Ида изнежена, как мимоза, и ей (обнаженной!) в знобящей прохладе храма сидеть по нескольку часов в день… Вынесет ли это она? Проникнется ли капризная богачиха накалом его вдохновения? Не сбежит ли из храма? И еще один важный вопрос: выдержит ли Ида убийственно-пристальный взор художника, который проникает в натуру до самых потаенных глубин души и сердца? А взгляд у Серова был такой, что даже мать не выдерживала его и начинала биться в истерике: «Мне страшно… не смотри на меня, не смотри!»
Из чертежных досок художник соорудил ложе, подставив под него табуретки. Он закинул его желтым покрывалом.

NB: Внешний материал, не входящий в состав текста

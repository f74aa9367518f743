//! Tests for the layered configuration system.

use std::sync::{Mutex, OnceLock};

use howdah::config::{ConfigFile, SessionConfig, TransportMode, DEFAULT_MODEL};
use pretty_assertions::assert_eq;

static ENV_LOCK: OnceLock<Mutex<()>> = OnceLock::new();

const CONFIG_ENV_VARS: [&str; 5] = [
    "HOWDAH_MODEL",
    "HOWDAH_TRANSPORT",
    "HOWDAH_WORKDIR",
    "HOWDAH_MAX_TOKENS",
    "HOWDAH_TEMPERATURE",
];

struct EnvGuard {
    saved: Vec<(String, Option<String>)>,
}

impl EnvGuard {
    fn capture(keys: &[&str]) -> Self {
        let saved = keys
            .iter()
            .map(|key| ((*key).to_string(), std::env::var(key).ok()))
            .collect();
        Self { saved }
    }
}

impl Drop for EnvGuard {
    fn drop(&mut self) {
        for (key, value) in &self.saved {
            match value {
                Some(v) => std::env::set_var(key, v),
                None => std::env::remove_var(key),
            }
        }
    }
}

fn env_lock_guard() -> std::sync::MutexGuard<'static, ()> {
    ENV_LOCK
        .get_or_init(|| Mutex::new(()))
        .lock()
        .unwrap_or_else(|poisoned| poisoned.into_inner())
}

fn clear_config_env() {
    for key in CONFIG_ENV_VARS {
        std::env::remove_var(key);
    }
}

#[test]
fn layered_without_env_or_file_uses_built_in_defaults() {
    let _env_lock = env_lock_guard();
    let _env_guard = EnvGuard::capture(&CONFIG_ENV_VARS);
    clear_config_env();

    let config = SessionConfig::layered(&ConfigFile::default());

    assert_eq!(config.model, DEFAULT_MODEL);
    assert_eq!(config.max_tokens, 4096);
    assert_eq!(config.temperature, 0.7);
    assert_eq!(config.transport, TransportMode::Direct);
    assert!(config.cli_path.is_none());
    assert!(config.base_url.is_none());
}

#[test]
fn file_defaults_apply_below_built_ins() {
    let _env_lock = env_lock_guard();
    let _env_guard = EnvGuard::capture(&CONFIG_ENV_VARS);
    clear_config_env();

    let file = ConfigFile::parse(
        r#"
        [defaults]
        model = "gpt-4o"
        transport = "hosted-proxy"
        max-tokens = 2048

        [claude-code]
        cli-path = "/opt/claude"

        [toolkit]
        base-url = "https://gateway.test/v1"
        "#,
    )
    .unwrap();

    let config = SessionConfig::layered(&file);

    assert_eq!(config.model, "gpt-4o");
    assert_eq!(config.transport, TransportMode::HostedProxy);
    assert_eq!(config.max_tokens, 2048);
    // fields the file does not set keep their defaults
    assert_eq!(config.temperature, 0.7);
    assert_eq!(
        config.cli_path.as_deref(),
        Some(std::path::Path::new("/opt/claude"))
    );
    assert_eq!(config.base_url.as_deref(), Some("https://gateway.test/v1"));
}

#[test]
fn environment_overrides_file_defaults() {
    let _env_lock = env_lock_guard();
    let _env_guard = EnvGuard::capture(&CONFIG_ENV_VARS);
    clear_config_env();

    std::env::set_var("HOWDAH_MODEL", "env-model");
    std::env::set_var("HOWDAH_TRANSPORT", "direct");
    std::env::set_var("HOWDAH_MAX_TOKENS", "512");
    std::env::set_var("HOWDAH_TEMPERATURE", "0.0");

    let file = ConfigFile::parse(
        r#"
        [defaults]
        model = "file-model"
        transport = "hosted-proxy"
        max-tokens = 2048
        temperature = 0.9
        "#,
    )
    .unwrap();

    let config = SessionConfig::layered(&file);

    assert_eq!(config.model, "env-model");
    assert_eq!(config.transport, TransportMode::Direct);
    assert_eq!(config.max_tokens, 512);
    assert_eq!(config.temperature, 0.0);
}

#[test]
fn unparseable_env_values_fall_back_instead_of_failing() {
    let _env_lock = env_lock_guard();
    let _env_guard = EnvGuard::capture(&CONFIG_ENV_VARS);
    clear_config_env();

    std::env::set_var("HOWDAH_TRANSPORT", "smoke-signals");
    std::env::set_var("HOWDAH_MAX_TOKENS", "lots");

    let config = SessionConfig::layered(&ConfigFile::default());

    assert_eq!(config.transport, TransportMode::Direct);
    assert_eq!(config.max_tokens, 4096);
}

#[test]
fn workdir_env_is_applied() {
    let _env_lock = env_lock_guard();
    let _env_guard = EnvGuard::capture(&CONFIG_ENV_VARS);
    clear_config_env();

    std::env::set_var("HOWDAH_WORKDIR", "/srv/tasks");

    let config = SessionConfig::layered(&ConfigFile::default());

    assert_eq!(config.working_dir, std::path::PathBuf::from("/srv/tasks"));
}
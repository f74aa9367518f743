//! Error types for Howdah.

use thiserror::Error;

/// Primary error type for all Howdah operations.
#[derive(Error, Debug)]
pub enum HowdahError {
    #[error("Missing credential: {0}")]
    Credential(String),

    #[error("Validation error: {0}")]
    Validation(String),

    #[error("Session not ready: {0}")]
    SessionNotReady(String),

    #[error("Connection error ({backend}): {message}")]
    Connection {
        backend: String,
        message: String,
        #[source]
        source: Option<Box<dyn std::error::Error + Send + Sync>>,
    },

    #[error("Backend error ({backend}): {message}")]
    Sdk { backend: String, message: String },

    #[error("Configuration error: {0}")]
    Configuration(String),

    #[error("Network error: {0}")]
    Network(#[from] reqwest::Error),

    #[error("IO error: {0}")]
    Io(#[from] std::io::Error),

    #[error("Serialization error: {0}")]
    Serialization(#[from] serde_json::Error),
}

impl HowdahError {
    /// Create a connection error without an underlying source.
    pub fn connection(backend: impl Into<String>, message: impl Into<String>) -> Self {
        Self::Connection {
            backend: backend.into(),
            message: message.into(),
            source: None,
        }
    }

    /// Create a connection error wrapping an underlying transport failure.
    pub fn connection_with_source(
        backend: impl Into<String>,
        message: impl Into<String>,
        source: impl std::error::Error + Send + Sync + 'static,
    ) -> Self {
        Self::Connection {
            backend: backend.into(),
            message: message.into(),
            source: Some(Box::new(source)),
        }
    }

    /// Create a backend-reported (SDK) error.
    pub fn sdk(backend: impl Into<String>, message: impl Into<String>) -> Self {
        Self::Sdk {
            backend: backend.into(),
            message: message.into(),
        }
    }

    /// Whether this error indicates a missing or rejected credential.
    pub fn is_credential(&self) -> bool {
        matches!(self, Self::Credential(_))
    }
}

/// Convenience alias.
pub type Result<T> = std::result::Result<T, HowdahError>;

Впервые он (скромник!) задумался о собственном костюме и купил для сеансов блузу парижского пролетария. Этой неказистой одеждой Серов как бы незримо отделил себя от своей экзотичной и яркой натурщицы. «Ты - это ты, я – это я, и каждый – сам по себе!»
Кузина Серова вызвалась во время работы готовить для него обеды на керосинке. Листок бумаги, упавший на пол, вызывал в храме чудовищный резонанс, шум которого долго не утихал. А потому Серов предупредил сестру:
– Ниночка, я тебя прошу: вари что хочешь или ничего не вари, но старайся ничем не выдать своего присутствия. Пусть госпожа Рубинштейн думает, что мы с нею в Шатель наедине…
Никто не извещал улицу о ее прибытии, но вот в храм донесся гул восторженных голосов, захлопали ставни окон, из которых глядели на красавицу парижане, сквозь прозрачные жалюзи в соседнем монастыре подсматривали монахи.